The Committee for Medicinal Products for Human Use (CHMP) of the EMA (European Medicines Agency) expressed positive opinion for using Kineret® (anakinra) for the treatment of adult COVID-19 patients with pneumonia who require supplemental oxygen (low or high flow oxygen) and who are at risk of progressing to severe respiratory failure determined by plasma concentration of the soluble plasminogen activating urokinase receptor (suPAR) ≥ 6ng / ml. EMA has recommended Kineret’s approval for the treatment of COVID-19 to the European Commission which will issue a final decision.
COVID-19 infection can lead to death from one inflammatory response excess of the infected person, often referred to as a “cytokine storm”i. Anakinra is an anti-inflammatory therapy that acts on IL-1α / β cytokines, which play a role in COVID-19-induced hyperinflammation. Blockade of IL-1α / β cytokines before the hyperinflammatory phase can greatly influence the progression of COVID-19ii.
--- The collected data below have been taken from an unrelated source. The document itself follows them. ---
//! Ethereum JSON-RPC client.
//!
//! A thin `reqwest` wrapper that speaks JSON-RPC 2.0, retries transient
//! transport failures, and exposes the two methods the lookup providers
//! need: `eth_call` and `eth_getBlockByNumber`.

use crate::error::ProviderError;
use crate::models::{BlockRef, Observation};
use alloy_primitives::{hex, Address};
use serde::{Deserialize, Serialize};
use serde_json::{json, Value};
use std::sync::atomic::{AtomicU64, Ordering};
use std::time::Duration;
use tracing::{debug, warn};

/// Connection settings for the JSON-RPC endpoint.
#[derive(Debug, Clone)]
pub struct RpcConfig {
    pub url: String,
    pub timeout_seconds: u64,
    /// Extra attempts after the first one, for transport failures only.
    pub retries: usize,
    /// Delay before the first retry; grows linearly.
    pub retry_backoff_ms: u64,
}

impl Default for RpcConfig {
    fn default() -> Self {
        Self {
            url: "http://localhost:8545".to_string(),
            timeout_seconds: 30,
            retries: 2,
            retry_backoff_ms: 250,
        }
    }
}

impl From<&crate::config::RpcSettings> for RpcConfig {
    fn from(settings: &crate::config::RpcSettings) -> Self {
        Self {
            url: settings.url.clone(),
            timeout_seconds: settings.timeout_seconds,
            retries: settings.retries,
            retry_backoff_ms: settings.retry_backoff_ms,
        }
    }
}

#[derive(Debug, Serialize)]
struct JsonRpcRequest<'a> {
    jsonrpc: &'static str,
    id: u64,
    method: &'a str,
    params: &'a Value,
}

#[derive(Debug, Deserialize)]
struct JsonRpcResponse {
    #[serde(default)]
    result: Value,
    #[serde(default)]
    error: Option<JsonRpcErrorObject>,
}

#[derive(Debug, Deserialize)]
struct JsonRpcErrorObject {
    code: i64,
    message: String,
}

/// JSON-RPC client shared by the lookup provider and the clock.
pub struct JsonRpcClient {
    config: RpcConfig,
    http_client: reqwest::Client,
    next_id: AtomicU64,
}

impl JsonRpcClient {
    /// Create a client for `config.url`.
    pub fn new(config: RpcConfig) -> Result<Self, ProviderError> {
        let http_client = reqwest::Client::builder()
            .timeout(Duration::from_secs(config.timeout_seconds))
            .build()
            .map_err(|e| ProviderError::Transport(format!("failed to build HTTP client: {}", e)))?;

        Ok(Self {
            config,
            http_client,
            next_id: AtomicU64::new(1),
        })
    }

    pub fn url(&self) -> &str {
        &self.config.url
    }

    /// Send one request, retrying transport failures.
    pub async fn request(&self, method: &str, params: Value) -> Result<Value, ProviderError> {
        let mut attempt = 0;

        loop {
            match self.send_once(method, &params).await {
                Ok(value) => return Ok(value),
                Err(e) if e.is_transient() && attempt < self.config.retries => {
                    attempt += 1;
                    let delay = self.config.retry_backoff_ms * attempt as u64;
                    warn!(
                        "{} failed ({}), retry {}/{} in {}ms",
                        method, e, attempt, self.config.retries, delay
                    );
                    tokio::time::sleep(Duration::from_millis(delay)).await;
                }
                Err(e) => return Err(e),
            }
        }
    }

    async fn send_once(&self, method: &str, params: &Value) -> Result<Value, ProviderError> {
        let id = self.next_id.fetch_add(1, Ordering::Relaxed);
        let request = JsonRpcRequest {
            jsonrpc: "2.0",
            id,
            method,
            params,
        };

        debug!("-> {} #{}", method, id);

        let response = self
            .http_client
            .post(&self.config.url)
            .json(&request)
            .send()
            .await
            .map_err(|e| {
                if e.is_timeout() {
                    ProviderError::Timeout(self.config.timeout_seconds)
                } else if e.is_connect() {
                    ProviderError::Transport(format!("cannot connect to {}", self.config.url))
                } else {
                    ProviderError::Transport(format!("failed to send request: {}", e))
                }
            })?;

        // 429 and 5xx are retried; other statuses are final.
        let status = response.status();
        if status.is_server_error() || status == reqwest::StatusCode::TOO_MANY_REQUESTS {
            let body = response.text().await.unwrap_or_default();
            return Err(ProviderError::Transport(format!("HTTP {}: {}", status, body)));
        }
        if !status.is_success() {
            let body = response.text().await.unwrap_or_default();
            return Err(ProviderError::Malformed(format!("HTTP {}: {}", status, body)));
        }

        let body: JsonRpcResponse = response
            .json()
            .await
            .map_err(|e| ProviderError::Malformed(format!("invalid JSON-RPC response: {}", e)))?;

        into_result(body)
    }

    /// `eth_call` against `to` with raw calldata, returning raw return data.
    pub async fn eth_call(
        &self,
        to: Address,
        data: &[u8],
        at: BlockRef,
    ) -> Result<Vec<u8>, ProviderError> {
        let params = json!([
            {
                "to": to,
                "data": format!("0x{}", hex::encode(data)),
            },
            at.to_tag(),
        ]);

        let value = self.request("eth_call", params).await?;
        decode_call_result(&value)
    }

    /// Timestamp and number of the block at `at`.
    pub async fn block(&self, at: BlockRef) -> Result<Observation, ProviderError> {
        let value = self
            .request("eth_getBlockByNumber", json!([at.to_tag(), false]))
            .await?;
        parse_block_header(&value)
    }
}

fn into_result(body: JsonRpcResponse) -> Result<Value, ProviderError> {
    if let Some(err) = body.error {
        return Err(ProviderError::Rpc {
            code: err.code,
            message: err.message,
        });
    }

    Ok(body.result)
}

/// Decode the hex string returned by `eth_call`. An empty `0x` is an
/// error: a missing contract must never read as a zero balance.
pub fn decode_call_result(value: &Value) -> Result<Vec<u8>, ProviderError> {
    let text = value
        .as_str()
        .ok_or_else(|| ProviderError::Malformed(format!("eth_call result is not a string: {}", value)))?;

    let bytes = hex::decode(text)
        .map_err(|e| ProviderError::Malformed(format!("eth_call result is not hex: {}", e)))?;

    if bytes.is_empty() {
        return Err(ProviderError::EmptyResult);
    }

    Ok(bytes)
}

/// Parse a `0x`-prefixed hex quantity.
pub fn parse_quantity(value: &Value, field: &str) -> Result<u64, ProviderError> {
    let text = value
        .as_str()
        .ok_or_else(|| ProviderError::Malformed(format!("{} is missing or not a string", field)))?;

    let digits = text
        .strip_prefix("0x")
        .ok_or_else(|| ProviderError::Malformed(format!("{} is not 0x-prefixed: {}", field, text)))?;

    u64::from_str_radix(digits, 16)
        .map_err(|e| ProviderError::Malformed(format!("invalid {} {}: {}", field, text, e)))
}

/// Extract `{timestamp, number}` from an `eth_getBlockByNumber` result.
pub fn parse_block_header(value: &Value) -> Result<Observation, ProviderError> {
    if value.is_null() {
        return Err(ProviderError::Malformed("block not found".to_string()));
    }

    Ok(Observation {
        timestamp: parse_quantity(&value["timestamp"], "timestamp")?,
        sequence: parse_quantity(&value["number"], "number")?,
    })
}
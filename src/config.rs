//! Configuration file handling.
//!
//! This module handles loading and merging configuration from
//! `.tokensnap.toml` files.

use anyhow::{Context, Result};
use serde::{Deserialize, Serialize};
use std::path::Path;

/// Default configuration file name.
pub const CONFIG_FILE: &str = ".tokensnap.toml";

/// Root configuration structure.
#[derive(Debug, Clone, Default, Serialize, Deserialize)]
pub struct Config {
    /// General settings.
    #[serde(default)]
    pub general: GeneralConfig,

    /// JSON-RPC endpoint settings.
    #[serde(default)]
    pub rpc: RpcSettings,

    /// Aggregation settings.
    #[serde(default)]
    pub query: QuerySettings,
}

/// General application settings.
#[derive(Debug, Clone, Default, Serialize, Deserialize)]
pub struct GeneralConfig {
    /// Write the report here instead of printing it.
    #[serde(default)]
    pub output: Option<String>,
}

/// JSON-RPC endpoint settings.
#[derive(Debug, Clone, Serialize, Deserialize)]
pub struct RpcSettings {
    /// Node URL.
    #[serde(default = "default_rpc_url")]
    pub url: String,

    /// Request timeout in seconds.
    #[serde(default = "default_timeout")]
    pub timeout_seconds: u64,

    /// Number of retries on transport failure.
    #[serde(default = "default_retries")]
    pub retries: usize,

    /// Delay before the first retry, in milliseconds.
    #[serde(default = "default_retry_backoff")]
    pub retry_backoff_ms: u64,
}

impl Default for RpcSettings {
    fn default() -> Self {
        Self {
            url: default_rpc_url(),
            timeout_seconds: default_timeout(),
            retries: default_retries(),
            retry_backoff_ms: default_retry_backoff(),
        }
    }
}

fn default_rpc_url() -> String {
    "http://localhost:8545".to_string()
}

fn default_timeout() -> u64 {
    30
}

fn default_retries() -> usize {
    2
}

fn default_retry_backoff() -> u64 {
    250
}

/// Aggregation settings.
#[derive(Debug, Clone, Serialize, Deserialize)]
pub struct QuerySettings {
    /// Largest token or holder list accepted by one query.
    #[serde(default = "default_max_batch_size")]
    pub max_batch_size: usize,

    /// Lookups in flight at once (1 = strictly sequential).
    #[serde(default = "default_concurrency")]
    pub concurrency: usize,

    /// Read all lookups at the observed block number.
    #[serde(default = "default_true")]
    pub pin_to_block: bool,

    /// Tokens to query when none are given on the command line.
    #[serde(default)]
    pub tokens: Vec<String>,
}

impl Default for QuerySettings {
    fn default() -> Self {
        Self {
            max_batch_size: default_max_batch_size(),
            concurrency: default_concurrency(),
            pin_to_block: true,
            tokens: Vec::new(),
        }
    }
}

fn default_max_batch_size() -> usize {
    256
}

fn default_concurrency() -> usize {
    1
}

fn default_true() -> bool {
    true
}

impl Config {
    /// Load configuration from a file path.
    pub fn load(path: &Path) -> Result<Self> {
        let content = std::fs::read_to_string(path)
            .with_context(|| format!("Failed to read config file: {}", path.display()))?;

        let config: Config = toml::from_str(&content)
            .with_context(|| format!("Failed to parse config file: {}", path.display()))?;

        Ok(config)
    }

    /// Try to load configuration from the default location.
    ///
    /// Returns `Ok(None)` if the file doesn't exist, `Err` if it exists but can't be parsed.
    pub fn load_default() -> Result<Option<Self>> {
        Self::load_from_dir(Path::new("."))
    }

    /// Try to load `.tokensnap.toml` from a directory.
    pub fn load_from_dir(dir: &Path) -> Result<Option<Self>> {
        let config_path = dir.join(CONFIG_FILE);

        if config_path.exists() {
            Ok(Some(Self::load(&config_path)?))
        } else {
            Ok(None)
        }
    }

    /// Merge this configuration with CLI arguments.
    ///
    /// CLI arguments take precedence over config file settings.
    /// This method only overrides config when CLI provides explicit values.
    pub fn merge_with_args(&mut self, args: &crate::cli::Args) {
        if let Some(ref url) = args.rpc_url {
            self.rpc.url = url.clone();
        }
        if let Some(timeout) = args.timeout {
            self.rpc.timeout_seconds = timeout;
        }
        if let Some(retries) = args.retries {
            self.rpc.retries = retries;
        }

        if let Some(max) = args.max_batch_size {
            self.query.max_batch_size = max;
        }
        if let Some(concurrency) = args.concurrency {
            self.query.concurrency = concurrency;
        }
        if args.no_pin {
            self.query.pin_to_block = false;
        }

        if let Some(ref output) = args.output {
            self.general.output = Some(output.display().to_string());
        }
    }

    /// Generate a default configuration file content.
    pub fn default_toml() -> String {
        let config = Config::default();
        toml::to_string_pretty(&config).unwrap_or_else(|_| String::new())
    }
}
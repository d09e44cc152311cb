//! Error types for batch queries.
//!
//! `ProviderError` describes why a single collaborator call failed.
//! `QueryError` is what the aggregator surfaces to its caller: a batch
//! either completes entirely or fails with one of these.

use alloy_primitives::Address;
use thiserror::Error;

/// Failure of a single lookup or clock read.
#[derive(Debug, Clone, PartialEq, Eq, Error)]
pub enum ProviderError {
    /// The request never produced an HTTP response.
    #[error("transport error: {0}")]
    Transport(String),

    /// The request exceeded the configured timeout.
    #[error("request timed out after {0}s")]
    Timeout(u64),

    /// The node answered with a JSON-RPC error object.
    #[error("RPC error {code}: {message}")]
    Rpc { code: i64, message: String },

    /// The response did not have the expected shape.
    #[error("malformed response: {0}")]
    Malformed(String),

    /// `eth_call` returned no data (no contract at the address, or it reverted).
    #[error("call returned no data")]
    EmptyResult,
}

impl ProviderError {
    /// Whether retrying the same request could succeed.
    pub fn is_transient(&self) -> bool {
        matches!(self, ProviderError::Transport(_) | ProviderError::Timeout(_))
    }
}

/// Failure of a whole batch query.
#[derive(Debug, Clone, PartialEq, Eq, Error)]
pub enum QueryError {
    /// Rejected before any lookup was attempted.
    #[error("invalid input: {0}")]
    InvalidInput(String),

    /// One lookup could not be completed; the batch was discarded.
    #[error("lookup failed for {identifier}: {source}")]
    LookupFailure {
        identifier: Address,
        source: ProviderError,
    },

    /// The observation point could not be read.
    #[error("observation point unavailable: {0}")]
    ObservationUnavailable(#[source] ProviderError),
}

impl QueryError {
    /// The identifier whose lookup failed, if any.
    pub fn offending_identifier(&self) -> Option<Address> {
        match self {
            QueryError::LookupFailure { identifier, .. } => Some(*identifier),
            _ => None,
        }
    }
}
The positive opinion is based on the results (published in Nature Medicine on September 3, 2021) of the ‘Save More’ phase 3 study according to which the early identification of candidate patients with suPAR followed by treatment with anakinra led to a reduction of 64% of patients progressing to severe disease and death, a 55% decrease in mortality, which reached an 80% decrease in mortality for cytokine storm patients.
The SAVE-MORE study used data from previous studies and demonstrated the efficacy of the therapy with anakinra in patients who had not yet progressed to severe respiratory failure but had a poor prognosis, identified by a plasma biomarker of inflammation.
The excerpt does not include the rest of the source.